REQUIRED ACTION:
Would you please copy each line of the listing that mentions "Writing"?
···
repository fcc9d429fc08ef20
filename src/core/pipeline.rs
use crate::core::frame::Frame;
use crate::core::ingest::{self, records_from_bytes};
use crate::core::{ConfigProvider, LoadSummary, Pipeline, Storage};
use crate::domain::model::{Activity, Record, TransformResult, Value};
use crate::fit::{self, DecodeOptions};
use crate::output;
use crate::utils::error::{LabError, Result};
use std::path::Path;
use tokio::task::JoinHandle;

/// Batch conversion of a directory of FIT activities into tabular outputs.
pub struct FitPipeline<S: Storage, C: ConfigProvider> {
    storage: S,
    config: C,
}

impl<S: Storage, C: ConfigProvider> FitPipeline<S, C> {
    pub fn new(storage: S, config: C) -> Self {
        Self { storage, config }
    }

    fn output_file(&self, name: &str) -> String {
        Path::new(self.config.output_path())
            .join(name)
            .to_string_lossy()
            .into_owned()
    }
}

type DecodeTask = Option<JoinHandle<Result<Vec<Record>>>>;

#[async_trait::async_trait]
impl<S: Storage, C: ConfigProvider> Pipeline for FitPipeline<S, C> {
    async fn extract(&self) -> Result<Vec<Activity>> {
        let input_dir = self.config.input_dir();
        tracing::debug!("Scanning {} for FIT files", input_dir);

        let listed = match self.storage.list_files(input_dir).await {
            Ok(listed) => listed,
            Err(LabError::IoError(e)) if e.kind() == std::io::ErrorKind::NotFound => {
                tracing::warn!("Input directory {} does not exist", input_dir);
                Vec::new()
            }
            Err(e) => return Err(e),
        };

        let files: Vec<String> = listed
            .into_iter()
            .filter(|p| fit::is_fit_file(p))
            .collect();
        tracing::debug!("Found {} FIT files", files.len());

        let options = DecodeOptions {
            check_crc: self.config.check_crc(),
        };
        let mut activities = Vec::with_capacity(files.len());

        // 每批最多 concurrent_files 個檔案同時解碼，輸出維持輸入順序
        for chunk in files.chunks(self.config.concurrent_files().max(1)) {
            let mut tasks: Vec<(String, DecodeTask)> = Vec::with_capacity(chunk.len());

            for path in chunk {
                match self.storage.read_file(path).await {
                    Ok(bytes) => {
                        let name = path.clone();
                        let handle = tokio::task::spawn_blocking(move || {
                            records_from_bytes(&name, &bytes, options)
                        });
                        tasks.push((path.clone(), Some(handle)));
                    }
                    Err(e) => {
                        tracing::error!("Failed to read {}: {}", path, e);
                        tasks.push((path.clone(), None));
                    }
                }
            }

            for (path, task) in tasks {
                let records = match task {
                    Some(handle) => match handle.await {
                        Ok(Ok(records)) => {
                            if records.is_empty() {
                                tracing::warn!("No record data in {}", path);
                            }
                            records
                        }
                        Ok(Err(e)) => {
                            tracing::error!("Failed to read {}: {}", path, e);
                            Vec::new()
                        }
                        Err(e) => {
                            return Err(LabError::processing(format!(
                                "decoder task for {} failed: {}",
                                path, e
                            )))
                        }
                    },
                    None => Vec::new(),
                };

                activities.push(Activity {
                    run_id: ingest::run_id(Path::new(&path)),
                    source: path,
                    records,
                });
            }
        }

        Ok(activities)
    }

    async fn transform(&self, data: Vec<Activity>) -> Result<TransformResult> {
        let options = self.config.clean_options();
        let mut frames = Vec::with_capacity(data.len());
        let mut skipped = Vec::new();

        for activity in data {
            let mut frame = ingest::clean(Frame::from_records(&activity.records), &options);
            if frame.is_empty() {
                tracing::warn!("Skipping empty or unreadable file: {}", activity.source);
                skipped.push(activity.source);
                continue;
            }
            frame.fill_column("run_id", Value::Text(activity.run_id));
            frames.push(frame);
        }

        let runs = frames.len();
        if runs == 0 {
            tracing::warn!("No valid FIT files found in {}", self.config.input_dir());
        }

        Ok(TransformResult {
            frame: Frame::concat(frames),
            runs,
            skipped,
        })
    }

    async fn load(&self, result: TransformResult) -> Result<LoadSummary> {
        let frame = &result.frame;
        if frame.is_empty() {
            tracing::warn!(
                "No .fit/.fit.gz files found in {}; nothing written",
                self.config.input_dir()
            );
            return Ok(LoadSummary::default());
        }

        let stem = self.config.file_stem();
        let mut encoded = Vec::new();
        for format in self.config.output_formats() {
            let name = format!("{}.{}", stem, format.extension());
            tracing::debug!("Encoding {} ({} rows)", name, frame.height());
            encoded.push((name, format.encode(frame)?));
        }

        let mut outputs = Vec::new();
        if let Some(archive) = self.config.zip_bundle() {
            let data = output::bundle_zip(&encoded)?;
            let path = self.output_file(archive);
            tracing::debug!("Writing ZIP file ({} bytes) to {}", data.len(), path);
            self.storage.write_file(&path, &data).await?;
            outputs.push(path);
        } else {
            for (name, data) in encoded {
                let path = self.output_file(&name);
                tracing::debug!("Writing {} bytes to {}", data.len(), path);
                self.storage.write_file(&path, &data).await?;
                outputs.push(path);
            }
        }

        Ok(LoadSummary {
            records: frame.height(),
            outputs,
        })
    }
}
···
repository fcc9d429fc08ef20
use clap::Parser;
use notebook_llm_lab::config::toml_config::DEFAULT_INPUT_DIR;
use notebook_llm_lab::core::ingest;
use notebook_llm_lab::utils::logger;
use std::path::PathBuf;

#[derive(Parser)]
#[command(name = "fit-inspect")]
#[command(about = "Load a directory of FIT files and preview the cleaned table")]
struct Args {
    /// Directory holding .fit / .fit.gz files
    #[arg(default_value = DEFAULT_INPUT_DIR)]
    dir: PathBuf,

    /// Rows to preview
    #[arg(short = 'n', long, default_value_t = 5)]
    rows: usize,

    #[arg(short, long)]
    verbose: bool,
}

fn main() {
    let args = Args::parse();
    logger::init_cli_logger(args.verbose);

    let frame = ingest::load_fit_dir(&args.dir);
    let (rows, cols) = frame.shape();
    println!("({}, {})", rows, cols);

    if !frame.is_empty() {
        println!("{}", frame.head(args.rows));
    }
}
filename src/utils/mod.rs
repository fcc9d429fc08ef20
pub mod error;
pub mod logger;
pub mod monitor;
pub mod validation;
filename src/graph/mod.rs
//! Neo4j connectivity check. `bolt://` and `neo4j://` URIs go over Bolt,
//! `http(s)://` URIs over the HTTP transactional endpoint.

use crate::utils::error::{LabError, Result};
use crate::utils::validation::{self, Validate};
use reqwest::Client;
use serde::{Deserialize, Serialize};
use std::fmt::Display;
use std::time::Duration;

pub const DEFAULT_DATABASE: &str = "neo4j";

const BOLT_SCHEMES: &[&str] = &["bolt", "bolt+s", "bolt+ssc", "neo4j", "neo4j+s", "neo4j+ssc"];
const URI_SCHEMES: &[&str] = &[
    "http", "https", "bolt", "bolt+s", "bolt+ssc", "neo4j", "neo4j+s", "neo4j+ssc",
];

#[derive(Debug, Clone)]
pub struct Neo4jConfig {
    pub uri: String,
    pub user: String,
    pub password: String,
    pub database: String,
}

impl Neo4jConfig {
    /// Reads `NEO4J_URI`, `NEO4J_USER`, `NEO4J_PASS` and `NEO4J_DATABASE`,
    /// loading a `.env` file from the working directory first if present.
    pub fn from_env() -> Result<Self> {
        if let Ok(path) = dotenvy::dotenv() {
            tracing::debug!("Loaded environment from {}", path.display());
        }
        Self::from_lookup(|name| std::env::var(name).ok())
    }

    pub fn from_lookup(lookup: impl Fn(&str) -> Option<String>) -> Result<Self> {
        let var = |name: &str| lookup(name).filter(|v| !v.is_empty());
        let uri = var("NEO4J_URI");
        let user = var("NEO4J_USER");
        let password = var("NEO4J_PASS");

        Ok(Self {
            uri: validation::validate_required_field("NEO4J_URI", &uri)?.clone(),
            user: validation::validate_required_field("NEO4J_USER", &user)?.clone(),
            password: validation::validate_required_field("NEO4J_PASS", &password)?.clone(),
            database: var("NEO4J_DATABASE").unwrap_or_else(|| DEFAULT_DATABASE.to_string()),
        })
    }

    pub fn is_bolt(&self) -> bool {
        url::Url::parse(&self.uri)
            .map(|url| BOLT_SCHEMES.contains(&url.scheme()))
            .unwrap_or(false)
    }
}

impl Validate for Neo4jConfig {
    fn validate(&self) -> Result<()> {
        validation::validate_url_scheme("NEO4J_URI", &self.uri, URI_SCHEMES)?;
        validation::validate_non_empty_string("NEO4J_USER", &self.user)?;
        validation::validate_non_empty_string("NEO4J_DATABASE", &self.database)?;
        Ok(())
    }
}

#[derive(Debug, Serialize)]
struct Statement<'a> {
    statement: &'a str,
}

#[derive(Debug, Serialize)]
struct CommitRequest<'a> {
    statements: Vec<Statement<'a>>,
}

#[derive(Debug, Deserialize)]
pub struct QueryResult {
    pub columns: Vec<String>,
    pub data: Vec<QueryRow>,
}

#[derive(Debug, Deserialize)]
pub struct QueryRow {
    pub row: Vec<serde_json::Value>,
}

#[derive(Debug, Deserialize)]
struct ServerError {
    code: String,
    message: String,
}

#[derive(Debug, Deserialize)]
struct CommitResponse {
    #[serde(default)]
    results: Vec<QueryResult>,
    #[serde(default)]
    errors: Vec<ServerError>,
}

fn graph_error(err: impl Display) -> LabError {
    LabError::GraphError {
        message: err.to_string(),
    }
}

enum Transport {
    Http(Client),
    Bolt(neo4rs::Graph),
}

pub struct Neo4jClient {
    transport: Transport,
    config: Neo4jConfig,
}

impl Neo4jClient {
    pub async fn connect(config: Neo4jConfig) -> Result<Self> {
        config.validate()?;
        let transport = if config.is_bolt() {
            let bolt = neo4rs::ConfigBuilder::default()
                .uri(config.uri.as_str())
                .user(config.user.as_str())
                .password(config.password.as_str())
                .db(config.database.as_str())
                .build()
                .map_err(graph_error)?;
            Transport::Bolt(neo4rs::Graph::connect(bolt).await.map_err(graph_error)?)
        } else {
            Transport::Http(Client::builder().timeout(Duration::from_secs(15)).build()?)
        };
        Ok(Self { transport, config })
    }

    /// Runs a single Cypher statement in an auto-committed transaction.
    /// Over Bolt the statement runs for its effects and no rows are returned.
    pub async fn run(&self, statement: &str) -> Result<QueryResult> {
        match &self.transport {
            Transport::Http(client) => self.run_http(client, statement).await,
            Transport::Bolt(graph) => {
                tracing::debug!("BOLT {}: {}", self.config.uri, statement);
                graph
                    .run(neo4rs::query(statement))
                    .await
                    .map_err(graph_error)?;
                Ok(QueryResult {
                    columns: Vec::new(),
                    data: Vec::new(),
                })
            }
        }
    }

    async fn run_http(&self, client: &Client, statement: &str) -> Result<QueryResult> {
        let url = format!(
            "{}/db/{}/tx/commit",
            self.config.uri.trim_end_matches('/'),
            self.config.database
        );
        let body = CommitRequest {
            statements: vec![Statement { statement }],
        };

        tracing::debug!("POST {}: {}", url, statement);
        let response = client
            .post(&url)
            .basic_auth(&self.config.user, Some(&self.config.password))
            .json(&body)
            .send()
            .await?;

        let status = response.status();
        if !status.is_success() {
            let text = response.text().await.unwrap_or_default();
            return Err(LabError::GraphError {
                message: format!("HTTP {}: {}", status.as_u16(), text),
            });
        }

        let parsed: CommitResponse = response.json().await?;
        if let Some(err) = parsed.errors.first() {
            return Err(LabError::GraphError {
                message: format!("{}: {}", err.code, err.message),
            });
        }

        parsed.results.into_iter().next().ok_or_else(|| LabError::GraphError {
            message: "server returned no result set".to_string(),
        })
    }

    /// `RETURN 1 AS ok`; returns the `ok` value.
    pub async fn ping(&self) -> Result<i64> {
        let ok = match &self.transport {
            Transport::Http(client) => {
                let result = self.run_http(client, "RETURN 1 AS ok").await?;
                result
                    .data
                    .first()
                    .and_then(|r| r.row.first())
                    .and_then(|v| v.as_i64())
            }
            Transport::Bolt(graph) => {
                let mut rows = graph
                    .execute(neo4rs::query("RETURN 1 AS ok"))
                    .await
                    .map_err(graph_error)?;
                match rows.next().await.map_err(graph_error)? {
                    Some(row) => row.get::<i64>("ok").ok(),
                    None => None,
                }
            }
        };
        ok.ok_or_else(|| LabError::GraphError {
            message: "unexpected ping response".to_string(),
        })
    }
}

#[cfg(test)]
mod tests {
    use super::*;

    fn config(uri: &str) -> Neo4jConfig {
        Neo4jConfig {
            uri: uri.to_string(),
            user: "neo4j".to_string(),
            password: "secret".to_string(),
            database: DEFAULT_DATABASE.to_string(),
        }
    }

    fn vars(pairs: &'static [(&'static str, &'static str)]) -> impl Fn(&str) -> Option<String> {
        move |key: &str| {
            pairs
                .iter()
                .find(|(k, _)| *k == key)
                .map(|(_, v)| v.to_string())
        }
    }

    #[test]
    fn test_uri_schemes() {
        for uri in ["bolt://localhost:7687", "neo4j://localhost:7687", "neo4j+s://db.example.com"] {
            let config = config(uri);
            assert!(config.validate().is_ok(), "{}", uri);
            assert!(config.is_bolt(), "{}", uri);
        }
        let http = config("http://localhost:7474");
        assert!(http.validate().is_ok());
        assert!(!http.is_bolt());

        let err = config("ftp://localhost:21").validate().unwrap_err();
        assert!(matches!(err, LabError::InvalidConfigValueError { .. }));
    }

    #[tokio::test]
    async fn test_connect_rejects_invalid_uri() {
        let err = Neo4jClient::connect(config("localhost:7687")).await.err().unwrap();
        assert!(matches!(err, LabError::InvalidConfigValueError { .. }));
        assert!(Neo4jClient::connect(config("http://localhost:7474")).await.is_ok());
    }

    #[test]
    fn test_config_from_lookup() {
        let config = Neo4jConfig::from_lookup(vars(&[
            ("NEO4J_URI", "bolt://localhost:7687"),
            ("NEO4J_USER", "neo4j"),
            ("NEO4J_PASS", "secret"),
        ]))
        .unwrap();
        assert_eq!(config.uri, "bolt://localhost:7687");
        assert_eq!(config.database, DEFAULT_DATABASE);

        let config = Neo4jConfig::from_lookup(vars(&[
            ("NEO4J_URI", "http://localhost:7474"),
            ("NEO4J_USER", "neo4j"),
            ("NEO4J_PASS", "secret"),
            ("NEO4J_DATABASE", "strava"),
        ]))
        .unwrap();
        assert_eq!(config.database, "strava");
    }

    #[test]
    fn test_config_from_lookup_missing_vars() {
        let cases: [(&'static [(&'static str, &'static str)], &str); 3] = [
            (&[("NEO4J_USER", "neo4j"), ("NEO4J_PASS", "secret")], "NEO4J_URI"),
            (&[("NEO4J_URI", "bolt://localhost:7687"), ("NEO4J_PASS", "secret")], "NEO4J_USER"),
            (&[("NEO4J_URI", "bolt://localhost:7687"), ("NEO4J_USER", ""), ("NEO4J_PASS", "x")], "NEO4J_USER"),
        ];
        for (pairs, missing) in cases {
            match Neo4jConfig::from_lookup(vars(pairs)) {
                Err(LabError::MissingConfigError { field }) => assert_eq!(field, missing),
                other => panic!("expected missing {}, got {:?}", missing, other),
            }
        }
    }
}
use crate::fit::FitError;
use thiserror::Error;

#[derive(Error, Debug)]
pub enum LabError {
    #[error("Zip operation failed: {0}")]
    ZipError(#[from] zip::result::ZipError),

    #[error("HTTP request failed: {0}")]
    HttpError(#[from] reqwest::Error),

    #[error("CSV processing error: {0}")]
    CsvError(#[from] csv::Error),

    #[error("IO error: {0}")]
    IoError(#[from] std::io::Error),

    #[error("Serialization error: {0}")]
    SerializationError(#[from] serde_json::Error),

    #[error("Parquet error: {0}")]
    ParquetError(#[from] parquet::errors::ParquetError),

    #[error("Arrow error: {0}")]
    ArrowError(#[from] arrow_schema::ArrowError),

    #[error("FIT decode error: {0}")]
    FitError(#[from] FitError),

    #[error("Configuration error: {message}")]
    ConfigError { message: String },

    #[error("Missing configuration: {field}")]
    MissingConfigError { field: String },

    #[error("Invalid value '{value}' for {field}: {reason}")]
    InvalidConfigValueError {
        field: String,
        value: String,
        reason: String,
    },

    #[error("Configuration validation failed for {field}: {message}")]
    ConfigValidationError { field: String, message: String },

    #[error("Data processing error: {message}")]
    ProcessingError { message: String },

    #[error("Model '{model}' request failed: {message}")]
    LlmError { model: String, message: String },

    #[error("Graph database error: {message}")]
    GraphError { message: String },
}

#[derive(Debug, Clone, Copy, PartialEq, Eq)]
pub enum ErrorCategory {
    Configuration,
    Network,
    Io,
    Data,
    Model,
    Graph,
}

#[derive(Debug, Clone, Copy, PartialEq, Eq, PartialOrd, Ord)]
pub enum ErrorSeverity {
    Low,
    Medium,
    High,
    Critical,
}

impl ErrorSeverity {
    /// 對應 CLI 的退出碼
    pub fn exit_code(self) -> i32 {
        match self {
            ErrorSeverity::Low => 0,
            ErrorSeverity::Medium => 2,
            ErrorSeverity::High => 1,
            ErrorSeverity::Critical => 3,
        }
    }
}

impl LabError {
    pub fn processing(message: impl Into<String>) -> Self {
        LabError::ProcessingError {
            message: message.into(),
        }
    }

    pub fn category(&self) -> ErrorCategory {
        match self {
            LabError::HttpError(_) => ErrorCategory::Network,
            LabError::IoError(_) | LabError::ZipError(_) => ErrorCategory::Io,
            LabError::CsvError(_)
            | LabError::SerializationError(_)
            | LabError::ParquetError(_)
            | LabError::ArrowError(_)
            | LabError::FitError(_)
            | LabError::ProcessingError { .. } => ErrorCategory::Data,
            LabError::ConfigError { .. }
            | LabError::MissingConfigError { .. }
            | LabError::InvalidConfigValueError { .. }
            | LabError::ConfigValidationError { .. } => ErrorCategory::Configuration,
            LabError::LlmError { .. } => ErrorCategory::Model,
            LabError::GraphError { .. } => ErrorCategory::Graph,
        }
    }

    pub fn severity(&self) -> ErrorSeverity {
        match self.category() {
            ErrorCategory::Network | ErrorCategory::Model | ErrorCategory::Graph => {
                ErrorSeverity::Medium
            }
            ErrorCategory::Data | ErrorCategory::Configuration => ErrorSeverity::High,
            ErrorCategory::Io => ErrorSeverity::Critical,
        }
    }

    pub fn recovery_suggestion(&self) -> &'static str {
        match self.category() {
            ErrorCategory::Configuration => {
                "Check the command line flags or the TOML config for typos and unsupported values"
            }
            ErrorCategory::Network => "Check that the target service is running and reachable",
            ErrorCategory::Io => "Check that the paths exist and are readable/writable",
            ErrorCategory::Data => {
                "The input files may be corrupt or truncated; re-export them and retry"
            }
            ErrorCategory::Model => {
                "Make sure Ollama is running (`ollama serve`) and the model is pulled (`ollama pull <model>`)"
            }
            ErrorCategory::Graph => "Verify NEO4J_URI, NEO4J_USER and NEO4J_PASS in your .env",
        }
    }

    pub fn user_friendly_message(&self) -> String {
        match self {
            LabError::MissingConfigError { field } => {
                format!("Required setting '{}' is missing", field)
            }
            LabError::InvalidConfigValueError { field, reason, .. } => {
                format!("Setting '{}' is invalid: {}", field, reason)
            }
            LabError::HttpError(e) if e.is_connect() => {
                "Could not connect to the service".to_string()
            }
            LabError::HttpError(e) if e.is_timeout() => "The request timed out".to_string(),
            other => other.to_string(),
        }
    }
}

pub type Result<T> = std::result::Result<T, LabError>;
···
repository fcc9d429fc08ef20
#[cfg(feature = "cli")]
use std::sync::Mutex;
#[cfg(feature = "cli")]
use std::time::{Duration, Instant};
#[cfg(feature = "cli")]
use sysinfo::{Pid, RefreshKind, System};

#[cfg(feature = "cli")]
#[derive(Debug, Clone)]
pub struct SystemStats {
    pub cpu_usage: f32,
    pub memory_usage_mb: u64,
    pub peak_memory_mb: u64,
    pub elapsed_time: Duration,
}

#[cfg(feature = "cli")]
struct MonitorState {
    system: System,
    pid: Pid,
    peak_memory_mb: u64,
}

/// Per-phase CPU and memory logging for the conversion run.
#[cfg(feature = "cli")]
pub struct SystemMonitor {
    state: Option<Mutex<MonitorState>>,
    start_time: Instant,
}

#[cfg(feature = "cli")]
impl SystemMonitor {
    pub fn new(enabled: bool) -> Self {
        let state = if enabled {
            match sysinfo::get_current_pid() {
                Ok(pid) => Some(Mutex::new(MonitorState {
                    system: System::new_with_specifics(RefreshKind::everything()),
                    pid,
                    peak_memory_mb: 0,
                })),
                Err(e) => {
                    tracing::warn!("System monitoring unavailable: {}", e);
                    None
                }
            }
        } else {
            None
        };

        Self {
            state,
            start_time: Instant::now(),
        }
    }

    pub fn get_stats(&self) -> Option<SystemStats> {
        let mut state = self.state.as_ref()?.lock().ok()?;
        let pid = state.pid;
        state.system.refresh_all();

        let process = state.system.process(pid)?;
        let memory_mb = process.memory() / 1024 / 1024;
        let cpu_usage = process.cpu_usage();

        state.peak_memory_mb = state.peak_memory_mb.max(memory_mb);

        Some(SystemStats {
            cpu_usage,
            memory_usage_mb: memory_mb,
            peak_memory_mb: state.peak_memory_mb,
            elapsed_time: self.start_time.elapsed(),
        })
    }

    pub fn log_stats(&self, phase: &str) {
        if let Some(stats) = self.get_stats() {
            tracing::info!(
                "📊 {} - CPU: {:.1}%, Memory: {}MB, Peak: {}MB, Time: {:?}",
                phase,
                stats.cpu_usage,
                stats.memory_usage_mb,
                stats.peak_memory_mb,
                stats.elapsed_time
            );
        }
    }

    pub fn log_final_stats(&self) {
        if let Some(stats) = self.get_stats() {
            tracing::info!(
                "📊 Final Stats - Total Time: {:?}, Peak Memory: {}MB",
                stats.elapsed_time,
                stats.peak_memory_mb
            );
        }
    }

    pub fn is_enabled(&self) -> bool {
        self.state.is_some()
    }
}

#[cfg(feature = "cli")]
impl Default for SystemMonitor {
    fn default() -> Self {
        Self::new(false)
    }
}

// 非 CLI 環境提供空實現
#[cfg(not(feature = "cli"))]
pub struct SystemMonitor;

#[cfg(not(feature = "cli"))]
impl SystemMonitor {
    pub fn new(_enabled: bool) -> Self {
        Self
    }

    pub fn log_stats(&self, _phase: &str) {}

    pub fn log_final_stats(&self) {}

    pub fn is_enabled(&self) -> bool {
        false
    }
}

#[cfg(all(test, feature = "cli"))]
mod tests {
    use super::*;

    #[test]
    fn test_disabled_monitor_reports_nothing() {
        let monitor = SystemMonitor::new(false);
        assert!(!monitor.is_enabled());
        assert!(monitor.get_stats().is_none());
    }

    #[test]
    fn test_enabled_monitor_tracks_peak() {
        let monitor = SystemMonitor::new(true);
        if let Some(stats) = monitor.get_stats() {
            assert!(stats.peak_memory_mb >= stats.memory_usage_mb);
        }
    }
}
···
ANSWER FOR THIS EXERCISE:
            tracing::debug!("Writing ZIP file ({} bytes) to {}", data.len(), path);
                tracing::debug!("Writing {} bytes to {}", data.len(), path);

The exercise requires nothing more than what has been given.